Methodology and Findings

The researchers propose using LLMs trained on diverse datasets to predict the most likely alternatives in a pronoun-resolution task. The method involves replacing pronouns with candidate nouns in a sentence and using the LLM to calculate the probability of the resulting sentences. The hypothesis is that sentences with correct substitutions will have a higher likelihood.

The experiments demonstrate a significant performance leap, with models achieving 70.0% accuracy on PDP-60, improving the current state-of-the-art by 3.3%, and 63.7% accuracy on WSC-273, outperforming the previous best by 11%. This performance is achieved through ensembles of unsupervised models trained on corpora such as LM-1-Billion, CommonCrawl, SQuAD, and Gutenberg Books, highlighting the importance of training data diversity.

Analytical Insights

A key strength of the models presented is their ability to generalize from diverse corpora, which capture various linguistic nuances and commonsense knowledge intrinsic to human language. The paper also provides insights into the effectiveness of partial scoring in model evaluation, which focuses on the sequence following the pronoun substitution, thereby mitigating overfitting to rare occurrences of candidate references.

Analysis of the model's decisions reveals that it often identifies critical contextual words — "switch words" — that decisively influence answer correctness, suggesting a latent understanding of commonsense reasoning. This ability manifests strongly in the Winograd Schema Challenge, where nuanced linguistic contexts demand deep contextual comprehension.

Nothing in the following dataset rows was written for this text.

//! Emporium API server binary.
//!
//! Connects to PostgreSQL, runs migrations and serves the REST API until
//! SIGINT/SIGTERM, then waits for background mail delivery to finish.

use std::sync::Arc;
use std::time::Duration;

use clap::Parser;
use tracing::{info, warn};

use emporium_api::AppState;
use emporium_api::config::ApiConfig;
use emporium_core::auth::jwt::JwtConfig;
use emporium_core::auth::password::DEFAULT_COST;
use emporium_core::db::{self, DbConfig};
use emporium_core::mailer::{LogMailer, Mailer, MailerConfig, SmtpMailer};
use emporium_core::store::Store;
use emporium_core::store::postgres::PgStore;

/// CLI arguments; every flag can also come from the environment or `.env`.
#[derive(Parser, Debug)]
#[command(name = "emporium_server", about = "Emporium e-commerce API server")]
struct Args {
    /// Address to listen on.
    #[arg(long, env = "BIND_ADDR", default_value = "0.0.0.0:4000")]
    bind_addr: String,

    /// development|staging|production
    #[arg(long, env = "ENV", default_value = "development")]
    environment: String,

    /// PostgreSQL connection URL.
    #[arg(
        long,
        env = "DATABASE_URL",
        default_value = "postgres://localhost:5432/emporium"
    )]
    database_url: String,

    #[arg(long, env = "DB_MAX_OPEN_CONNS", default_value_t = db::DEFAULT_MAX_CONNECTIONS)]
    max_connections: u32,

    #[arg(long, env = "DB_MIN_CONNS", default_value_t = 0)]
    min_connections: u32,

    /// Seconds an idle pooled connection is kept.
    #[arg(long, env = "DB_MAX_IDLE_SECS", default_value_t = 15 * 60)]
    idle_timeout_secs: u64,

    /// Per-call store timeout in seconds.
    #[arg(long, env = "STORE_TIMEOUT_SECS", default_value_t = 3)]
    store_timeout_secs: u64,

    /// Access-token signing secret.
    #[arg(long, env = "ACCESS_SK", hide_env_values = true)]
    access_secret: String,

    /// Refresh-token signing secret. Must differ from the access secret.
    #[arg(long, env = "REFRESH_SK", hide_env_values = true)]
    refresh_secret: String,

    #[arg(long, env = "PASSWORD_COST", default_value_t = DEFAULT_COST)]
    password_cost: u32,

    /// Mark the refresh-token cookie `Secure`.
    #[arg(long, env = "COOKIE_SECURE", default_value_t = false)]
    cookie_secure: bool,

    /// SMTP relay host. Without one, mail is only logged.
    #[arg(long, env = "SMTP_HOST")]
    smtp_host: Option<String>,

    #[arg(long, env = "SMTP_PORT", default_value_t = 587)]
    smtp_port: u16,

    #[arg(long, env = "SMTP_USERNAME", default_value = "")]
    smtp_username: String,

    #[arg(long, env = "SMTP_PASSWORD", default_value = "", hide_env_values = true)]
    smtp_password: String,

    #[arg(
        long,
        env = "SMTP_SENDER",
        default_value = "Emporium <no-reply@emporium.shop>"
    )]
    smtp_sender: String,
}

fn mailer(args: &Args) -> Result<Arc<dyn Mailer>, Box<dyn std::error::Error>> {
    match &args.smtp_host {
        Some(host) => {
            let mailer = SmtpMailer::new(&MailerConfig {
                host: host.clone(),
                port: args.smtp_port,
                username: args.smtp_username.clone(),
                password: args.smtp_password.clone(),
                sender: args.smtp_sender.clone(),
            })?;
            info!(host = %host, port = args.smtp_port, "smtp mailer configured");
            Ok(Arc::new(mailer))
        }
        None => {
            warn!("SMTP_HOST not set, outgoing mail will only be logged");
            Ok(Arc::new(LogMailer))
        }
    }
}

async fn shutdown_signal() {
    let ctrl_c = async {
        if let Err(e) = tokio::signal::ctrl_c().await {
            warn!(error = %e, "failed to listen for ctrl-c");
            std::future::pending::<()>().await;
        }
    };

    #[cfg(unix)]
    let terminate = async {
        match tokio::signal::unix::signal(tokio::signal::unix::SignalKind::terminate()) {
            Ok(mut signal) => {
                signal.recv().await;
            }
            Err(e) => {
                warn!(error = %e, "failed to listen for SIGTERM");
                std::future::pending::<()>().await;
            }
        }
    };

    #[cfg(not(unix))]
    let terminate = std::future::pending::<()>();

    tokio::select! {
        () = ctrl_c => {},
        () = terminate => {},
    }
    info!("shutdown signal received");
}

#[tokio::main]
async fn main() -> Result<(), Box<dyn std::error::Error>> {
    dotenvy::dotenv().ok();

    tracing_subscriber::fmt()
        .with_env_filter(
            tracing_subscriber::EnvFilter::try_from_default_env()
                .unwrap_or_else(|_| "info,emporium_api=debug,emporium_core=debug".into()),
        )
        .init();

    let args = Args::parse();
    info!(environment = %args.environment, bind_addr = %args.bind_addr, "starting emporium_server");

    let pool = db::connect(&DbConfig {
        url: args.database_url.clone(),
        max_connections: args.max_connections,
        min_connections: args.min_connections,
        idle_timeout: Duration::from_secs(args.idle_timeout_secs),
        ..DbConfig::new(&args.database_url)
    })
    .await?;

    info!("running database migrations");
    emporium_api::migrate(&pool).await?;

    let store: Arc<dyn Store> = Arc::new(PgStore::new(
        pool,
        Duration::from_secs(args.store_timeout_secs),
    ));

    let mut config = ApiConfig::new(
        args.bind_addr.clone(),
        JwtConfig {
            access_secret: args.access_secret.clone(),
            refresh_secret: args.refresh_secret.clone(),
        },
    );
    config.environment = args.environment.clone();
    config.password_cost = args.password_cost;
    config.cookie_secure = args.cookie_secure;

    let state = AppState::new(store, mailer(&args)?, config.clone())?;
    let tasks = state.tasks.clone();
    let app = emporium_api::router(state);

    let listener = tokio::net::TcpListener::bind(&config.bind_addr).await?;
    info!(addr = %listener.local_addr()?, "REST API listening");

    axum::serve(listener, app)
        .with_graceful_shutdown(shutdown_signal())
        .await?;

    info!(pending = tasks.len(), "waiting for background tasks");
    tasks.close();
    tasks.wait().await;
    info!("stopped");
    Ok(())
}
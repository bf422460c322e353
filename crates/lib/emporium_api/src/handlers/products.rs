//! Catalog handlers.

use axum::Json;
use axum::extract::State;
use axum::http::StatusCode;
use serde_json::{Value, json};
use tracing::info;

use emporium_core::models::NewProduct;
use emporium_core::models::filters::PRODUCT_SORT_SAFELIST;
use emporium_core::validation::{Validator, validate_product};

use crate::AppState;
use crate::error::{AppResult, ensure_valid};
use crate::extract::{ApiJson, ApiQuery, IdPath};
use crate::handlers::list_filters;
use crate::models::{CreateProductRequest, ListQuery, UpdateProductRequest};

/// `POST /v1/products`: admin only.
pub async fn create_product_handler(
    State(state): State<AppState>,
    ApiJson(body): ApiJson<CreateProductRequest>,
) -> AppResult<(StatusCode, Json<Value>)> {
    let mut v = Validator::new();
    validate_product(
        &mut v,
        &body.name,
        body.price,
        &body.description,
        &body.category,
        body.quantity,
    );
    ensure_valid(v)?;

    let product = state
        .store
        .insert_product(&NewProduct {
            name: body.name,
            price: body.price,
            description: body.description,
            category: body.category,
            quantity: body.quantity,
        })
        .await?;
    info!(product_id = product.id, "product created");
    Ok((StatusCode::ACCEPTED, Json(json!({ "product": product }))))
}

/// `GET /v1/products?name=&category=&page=&page_size=&sort=`
pub async fn list_products_handler(
    State(state): State<AppState>,
    ApiQuery(query): ApiQuery<ListQuery>,
) -> AppResult<Json<Value>> {
    let filters = list_filters(&query, PRODUCT_SORT_SAFELIST)?;
    let (products, metadata) = state
        .store
        .list_products(
            query.name.as_deref().unwrap_or_default(),
            query.category.as_deref().unwrap_or_default(),
            &filters,
        )
        .await?;
    Ok(Json(json!({ "products": products, "metadata": metadata })))
}

/// `GET /v1/products/{id}`
pub async fn show_product_handler(
    State(state): State<AppState>,
    IdPath(id): IdPath,
) -> AppResult<Json<Value>> {
    let product = state.store.product(id).await?;
    Ok(Json(json!({ "product": product })))
}

/// `PATCH /v1/products/{id}`: admin only. A price change re-prices open carts.
pub async fn update_product_handler(
    State(state): State<AppState>,
    IdPath(id): IdPath,
    ApiJson(body): ApiJson<UpdateProductRequest>,
) -> AppResult<Json<Value>> {
    let mut product = state.store.product(id).await?;
    if let Some(name) = body.name {
        product.name = name;
    }
    if let Some(price) = body.price {
        product.price = price;
    }
    if let Some(description) = body.description {
        product.description = description;
    }
    if let Some(category) = body.category {
        product.category = category;
    }
    if let Some(quantity) = body.quantity {
        product.set_quantity(quantity);
    }

    let mut v = Validator::new();
    validate_product(
        &mut v,
        &product.name,
        product.price,
        &product.description,
        &product.category,
        product.quantity,
    );
    ensure_valid(v)?;

    let product = state.store.update_product(&product).await?;
    info!(product_id = product.id, version = product.version, "product updated");
    Ok(Json(json!({ "product": product })))
}

/// `DELETE /v1/products/{id}`: admin only.
pub async fn delete_product_handler(
    State(state): State<AppState>,
    IdPath(id): IdPath,
) -> AppResult<Json<Value>> {
    state.store.delete_product(id).await?;
    info!(product_id = id, "product deleted");
    Ok(Json(json!({ "message": "product successfully deleted" })))
}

Implications and Future Directions

This work underscores the potential of unsupervised learning in contexts traditionally believed dependent on structured, annotated data. The research suggests that sufficiently diverse and extensive corpora enable LLMs to capture commonsense reasoning capabilities effectively.

The implication of this work extends to broader natural language processing tasks where commonsense reasoning is crucial, such as dialogue systems and narrative understanding in AI. Furthermore, the findings encourage further exploration into linguistic data diversity and its impact on learning generalized semantic representations.

Future research could explore the integration of these LLMs into more complex reasoning systems, perhaps combining unsupervised learning with supervised fine-tuning or exploring adversarial training techniques to stress-test and further refine such models' commonsense understanding capabilities.

In conclusion, this paper presents a methodologically sound and empirically validated approach to enhancing commonsense reasoning in AI systems using unsupervised LLMs, promoting the potential utility of diverse unlabeled data in capturing the intricacies of human commonsense knowledge.